[Collected data]
::::::

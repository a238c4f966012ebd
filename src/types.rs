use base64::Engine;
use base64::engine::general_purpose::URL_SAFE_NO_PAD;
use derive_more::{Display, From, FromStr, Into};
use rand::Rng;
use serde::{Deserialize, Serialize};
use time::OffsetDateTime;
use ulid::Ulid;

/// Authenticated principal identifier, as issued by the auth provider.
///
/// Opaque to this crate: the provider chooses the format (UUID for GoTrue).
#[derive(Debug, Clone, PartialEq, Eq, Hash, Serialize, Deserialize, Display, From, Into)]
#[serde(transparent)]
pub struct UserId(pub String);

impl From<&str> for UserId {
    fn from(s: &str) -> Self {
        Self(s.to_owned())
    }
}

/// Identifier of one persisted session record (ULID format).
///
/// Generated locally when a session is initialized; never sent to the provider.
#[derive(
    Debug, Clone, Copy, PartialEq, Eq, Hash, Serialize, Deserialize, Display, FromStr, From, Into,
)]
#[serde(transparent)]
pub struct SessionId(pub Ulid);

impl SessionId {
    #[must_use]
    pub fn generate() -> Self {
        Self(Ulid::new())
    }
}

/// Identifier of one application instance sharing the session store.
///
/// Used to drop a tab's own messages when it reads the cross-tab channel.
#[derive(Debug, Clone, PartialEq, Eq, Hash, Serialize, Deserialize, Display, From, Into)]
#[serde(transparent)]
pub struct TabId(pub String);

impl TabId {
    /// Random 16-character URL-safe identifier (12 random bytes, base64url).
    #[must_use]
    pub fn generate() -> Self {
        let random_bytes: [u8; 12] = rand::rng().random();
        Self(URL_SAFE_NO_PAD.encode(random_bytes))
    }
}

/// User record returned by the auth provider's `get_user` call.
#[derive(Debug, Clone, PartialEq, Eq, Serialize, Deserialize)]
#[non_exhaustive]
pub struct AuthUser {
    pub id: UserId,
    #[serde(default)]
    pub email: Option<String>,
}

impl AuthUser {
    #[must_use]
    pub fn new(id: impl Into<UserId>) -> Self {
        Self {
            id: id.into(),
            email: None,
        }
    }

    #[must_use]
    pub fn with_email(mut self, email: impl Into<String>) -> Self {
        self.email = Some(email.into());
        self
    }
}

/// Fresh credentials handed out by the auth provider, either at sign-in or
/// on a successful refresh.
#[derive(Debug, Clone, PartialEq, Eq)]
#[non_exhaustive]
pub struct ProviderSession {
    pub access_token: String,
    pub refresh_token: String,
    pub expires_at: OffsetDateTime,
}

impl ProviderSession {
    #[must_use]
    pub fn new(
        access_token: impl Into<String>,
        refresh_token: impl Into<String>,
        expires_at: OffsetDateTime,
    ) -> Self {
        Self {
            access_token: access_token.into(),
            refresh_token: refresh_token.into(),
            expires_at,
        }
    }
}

::::::

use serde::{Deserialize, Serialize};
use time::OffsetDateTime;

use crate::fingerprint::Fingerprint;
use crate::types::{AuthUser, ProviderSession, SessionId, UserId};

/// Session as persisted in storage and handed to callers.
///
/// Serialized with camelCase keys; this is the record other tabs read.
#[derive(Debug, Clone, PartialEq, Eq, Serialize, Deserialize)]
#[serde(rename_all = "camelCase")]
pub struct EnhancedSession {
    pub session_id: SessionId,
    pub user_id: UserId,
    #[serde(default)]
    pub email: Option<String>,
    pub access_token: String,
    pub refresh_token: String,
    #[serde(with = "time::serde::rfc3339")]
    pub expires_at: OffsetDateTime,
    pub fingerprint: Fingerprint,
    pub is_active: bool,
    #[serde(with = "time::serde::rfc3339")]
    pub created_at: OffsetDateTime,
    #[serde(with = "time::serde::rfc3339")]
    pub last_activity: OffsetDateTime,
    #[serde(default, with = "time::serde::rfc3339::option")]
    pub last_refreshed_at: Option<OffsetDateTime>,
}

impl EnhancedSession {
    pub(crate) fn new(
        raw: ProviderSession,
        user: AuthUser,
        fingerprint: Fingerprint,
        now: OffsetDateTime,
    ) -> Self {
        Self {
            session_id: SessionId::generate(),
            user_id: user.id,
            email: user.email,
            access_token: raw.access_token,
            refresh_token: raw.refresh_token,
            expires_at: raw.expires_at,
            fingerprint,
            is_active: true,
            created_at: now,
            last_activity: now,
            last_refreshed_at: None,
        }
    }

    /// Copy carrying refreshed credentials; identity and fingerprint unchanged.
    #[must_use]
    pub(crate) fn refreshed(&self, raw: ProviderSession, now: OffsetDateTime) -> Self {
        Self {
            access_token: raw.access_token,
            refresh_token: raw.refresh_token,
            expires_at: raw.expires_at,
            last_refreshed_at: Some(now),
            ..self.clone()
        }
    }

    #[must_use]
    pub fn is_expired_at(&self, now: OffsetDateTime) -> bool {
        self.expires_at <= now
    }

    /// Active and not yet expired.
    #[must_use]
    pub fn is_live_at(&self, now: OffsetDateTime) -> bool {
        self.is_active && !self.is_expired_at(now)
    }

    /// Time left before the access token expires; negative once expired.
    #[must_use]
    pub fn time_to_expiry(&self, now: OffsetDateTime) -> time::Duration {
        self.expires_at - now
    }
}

::::::

__EXERCISE GOAL__. Work out, please, how many lines above contain "handed"; answer only with the number.

__EXERCISE RESULT__. 2